> [Try it] Copy the records below exactly as they appear.

─── Provided information ───

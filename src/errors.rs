// Copyright 2016 Mozilla Foundation
//
// Licensed under the Apache License, Version 2.0 (the "License");
// you may not use this file except in compliance with the License.
// You may obtain a copy of the License at
//
//     http://www.apache.org/licenses/LICENSE-2.0
//
// Unless required by applicable law or agreed to in writing, software
// distributed under the License is distributed on an "AS IS" BASIS,
// WITHOUT WARRANTIES OR CONDITIONS OF ANY KIND, either express or implied.
// See the License for the specific language governing permissions and
// limitations under the License.

pub use anyhow::{anyhow, bail, Context, Error};
use std::process;

// We use `anyhow` for error handling.
// - Use `context()`/`with_context()` to annotate errors.
// - Use `anyhow!` with a string to create a new `anyhow::Error`.
// - The error types below (`ProcessError`, `IncompleteRequest`) are internal
//   ones that need to be checked at points other than the outermost
//   error-checking layer.

/// A sub-process exited with a non-successful status.
#[derive(Debug)]
pub struct ProcessError(pub process::Output);

/// A compiler adapter could not extract what it needs from a command line.
///
/// This is never reported to the build: the dispatcher answers it by running
/// the original command uncached.
#[derive(Debug)]
pub struct IncompleteRequest(pub String);

impl std::error::Error for ProcessError {}

impl std::error::Error for IncompleteRequest {}

impl std::fmt::Display for ProcessError {
    fn fmt(&self, f: &mut std::fmt::Formatter<'_>) -> std::fmt::Result {
        write!(f, "{}", String::from_utf8_lossy(&self.0.stderr))
    }
}

impl std::fmt::Display for IncompleteRequest {
    fn fmt(&self, f: &mut std::fmt::Formatter<'_>) -> std::fmt::Result {
        write!(f, "cannot cache this command: {}", self.0)
    }
}

/// Bail out of an adapter operation with an `IncompleteRequest`.
#[macro_export]
macro_rules! incomplete {
    ($($arg:tt)*) => {
        return Err($crate::errors::IncompleteRequest(format!($($arg)*)).into())
    };
}

pub type Result<T> = anyhow::Result<T>;
/// A cached object replaces the output by renaming a new file over it.
/// Only a regular file, or nothing at all, may be replaced that way: device
/// nodes like `/dev/null`, directories and symlinks are left to the compiler.
fn check_output_path(object: &Path) -> Result<()> {
    match std::fs::symlink_metadata(object) {
        Ok(meta) if !meta.file_type().is_file() => {
            incomplete!("output {:?} is not a regular file", object)
        }
        _ => Ok(()),
    }
}

/// Write the object in `entry` to `object` and return the recorded output.
///
/// Returns `Ok(None)` when `verify` is set and the stored object does not
/// match its recorded size and digest.
fn materialize(
    entry: &mut CacheRead,
    object: &Path,
    verify: bool,
) -> Result<Option<CompileOutput>> {
    let meta = entry.get_meta()?;
    let (bytes, mode) = entry.get_object_bytes()?;
    if verify {
        let mut digest = Digest::new();
        digest.update(&bytes);
        if bytes.len() as u64 != meta.object_size || digest.finish() != meta.object_digest {
            warn!("[{}]: cached object failed verification", object.display());
            return Ok(None);
        }
    }
    let stdout = entry.get_stdout()?;
    let stderr = entry.get_stderr()?;
    write_object_atomically(object, &bytes, mode)?;
    Ok(Some(CompileOutput {
        exit_code: meta.exit_code,
        stdout,
        stderr,
    }))
}

/// Rewrite the file names in line markers (`# 12 "/src/foo.c" 2`) that lie
/// under `cwd` to be relative to it. Line numbers are left alone.
pub fn normalize_line_markers(output: &[u8], cwd: &Path) -> Vec<u8> {
    // File names in markers are C string literals, backslashes escaped.
    let prefix = match cwd.to_str() {
        Some(cwd) => cwd.trim_end_matches(['/', '\\']).replace('\\', "\\\\"),
        None => return output.to_vec(),
    };
    if prefix.is_empty() {
        return output.to_vec();
    }
    let mut result = Vec::with_capacity(output.len());
    for line in output.split_inclusive(|&b| b == b'\n') {
        match split_marker(line, prefix.as_bytes()) {
            Some((head, relative)) => {
                result.extend_from_slice(head);
                result.extend_from_slice(relative);
            }
            None => result.extend_from_slice(line),
        }
    }
    result
}

/// Split a line marker naming a file under `prefix` into the part before
/// the file name and the rest of the line after `prefix/`.
fn split_marker<'a>(line: &'a [u8], prefix: &[u8]) -> Option<(&'a [u8], &'a [u8])> {
    let start = marker_file_start(line)?;
    let rest = line[start..].strip_prefix(prefix)?;
    let relative = rest
        .strip_prefix(b"/")
        .or_else(|| rest.strip_prefix(b"\\\\"))?;
    Some((&line[..start], relative))
}

/// Offset of the file name in a line marker, just past the opening quote.
fn marker_file_start(line: &[u8]) -> Option<usize> {
    let rest = line
        .strip_prefix(b"# ")
        .or_else(|| line.strip_prefix(b"#line "))?;
    let digits = rest.iter().take_while(|b| b.is_ascii_digit()).count();
    if digits == 0 || !rest[digits..].starts_with(b" \"") {
        return None;
    }
    Some(line.len() - rest.len() + digits + 2)
}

───

> [Answer for the task]
filename src/errors.rs
// Copyright 2016 Mozilla Foundation
//
// Licensed under the Apache License, Version 2.0 (the "License");
// you may not use this file except in compliance with the License.
// You may obtain a copy of the License at
//
//     http://www.apache.org/licenses/LICENSE-2.0
//
// Unless required by applicable law or agreed to in writing, software
// distributed under the License is distributed on an "AS IS" BASIS,
// WITHOUT WARRANTIES OR CONDITIONS OF ANY KIND, either express or implied.
// See the License for the specific language governing permissions and
// limitations under the License.

pub use anyhow::{anyhow, bail, Context, Error};
use std::process;

// We use `anyhow` for error handling.
// - Use `context()`/`with_context()` to annotate errors.
// - Use `anyhow!` with a string to create a new `anyhow::Error`.
// - The error types below (`ProcessError`, `IncompleteRequest`) are internal
//   ones that need to be checked at points other than the outermost
//   error-checking layer.

/// A sub-process exited with a non-successful status.
#[derive(Debug)]
pub struct ProcessError(pub process::Output);

/// A compiler adapter could not extract what it needs from a command line.
///
/// This is never reported to the build: the dispatcher answers it by running
/// the original command uncached.
#[derive(Debug)]
pub struct IncompleteRequest(pub String);

impl std::error::Error for ProcessError {}

impl std::error::Error for IncompleteRequest {}

impl std::fmt::Display for ProcessError {
    fn fmt(&self, f: &mut std::fmt::Formatter<'_>) -> std::fmt::Result {
        write!(f, "{}", String::from_utf8_lossy(&self.0.stderr))
    }
}

impl std::fmt::Display for IncompleteRequest {
    fn fmt(&self, f: &mut std::fmt::Formatter<'_>) -> std::fmt::Result {
        write!(f, "cannot cache this command: {}", self.0)
    }
}

/// Bail out of an adapter operation with an `IncompleteRequest`.
#[macro_export]
macro_rules! incomplete {
    ($($arg:tt)*) => {
        return Err($crate::errors::IncompleteRequest(format!($($arg)*)).into())
    };
}

pub type Result<T> = anyhow::Result<T>;
/// A cached object replaces the output by renaming a new file over it.
/// Only a regular file, or nothing at all, may be replaced that way: device
/// nodes like `/dev/null`, directories and symlinks are left to the compiler.
fn check_output_path(object: &Path) -> Result<()> {
    match std::fs::symlink_metadata(object) {
        Ok(meta) if !meta.file_type().is_file() => {
            incomplete!("output {:?} is not a regular file", object)
        }
        _ => Ok(()),
    }
}

/// Write the object in `entry` to `object` and return the recorded output.
///
/// Returns `Ok(None)` when `verify` is set and the stored object does not
/// match its recorded size and digest.
fn materialize(
    entry: &mut CacheRead,
    object: &Path,
    verify: bool,
) -> Result<Option<CompileOutput>> {
    let meta = entry.get_meta()?;
    let (bytes, mode) = entry.get_object_bytes()?;
    if verify {
        let mut digest = Digest::new();
        digest.update(&bytes);
        if bytes.len() as u64 != meta.object_size || digest.finish() != meta.object_digest {
            warn!("[{}]: cached object failed verification", object.display());
            return Ok(None);
        }
    }
    let stdout = entry.get_stdout()?;
    let stderr = entry.get_stderr()?;
    write_object_atomically(object, &bytes, mode)?;
    Ok(Some(CompileOutput {
        exit_code: meta.exit_code,
        stdout,
        stderr,
    }))
}

/// Rewrite the file names in line markers (`# 12 "/src/foo.c" 2`) that lie
/// under `cwd` to be relative to it. Line numbers are left alone.
pub fn normalize_line_markers(output: &[u8], cwd: &Path) -> Vec<u8> {
    // File names in markers are C string literals, backslashes escaped.
    let prefix = match cwd.to_str() {
        Some(cwd) => cwd.trim_end_matches(['/', '\\']).replace('\\', "\\\\"),
        None => return output.to_vec(),
    };
    if prefix.is_empty() {
        return output.to_vec();
    }
    let mut result = Vec::with_capacity(output.len());
    for line in output.split_inclusive(|&b| b == b'\n') {
        match split_marker(line, prefix.as_bytes()) {
            Some((head, relative)) => {
                result.extend_from_slice(head);
                result.extend_from_slice(relative);
            }
            None => result.extend_from_slice(line),
        }
    }
    result
}

/// Split a line marker naming a file under `prefix` into the part before
/// the file name and the rest of the line after `prefix/`.
fn split_marker<'a>(line: &'a [u8], prefix: &[u8]) -> Option<(&'a [u8], &'a [u8])> {
    let start = marker_file_start(line)?;
    let rest = line[start..].strip_prefix(prefix)?;
    let relative = rest
        .strip_prefix(b"/")
        .or_else(|| rest.strip_prefix(b"\\\\"))?;
    Some((&line[..start], relative))
}

/// Offset of the file name in a line marker, just past the opening quote.
fn marker_file_start(line: &[u8]) -> Option<usize> {
    let rest = line
        .strip_prefix(b"# ")
        .or_else(|| line.strip_prefix(b"#line "))?;
    let digits = rest.iter().take_while(|b| b.is_ascii_digit()).count();
    if digits == 0 || !rest[digits..].starts_with(b" \"") {
        return None;
    }
    Some(line.len() - rest.len() + digits + 2)
}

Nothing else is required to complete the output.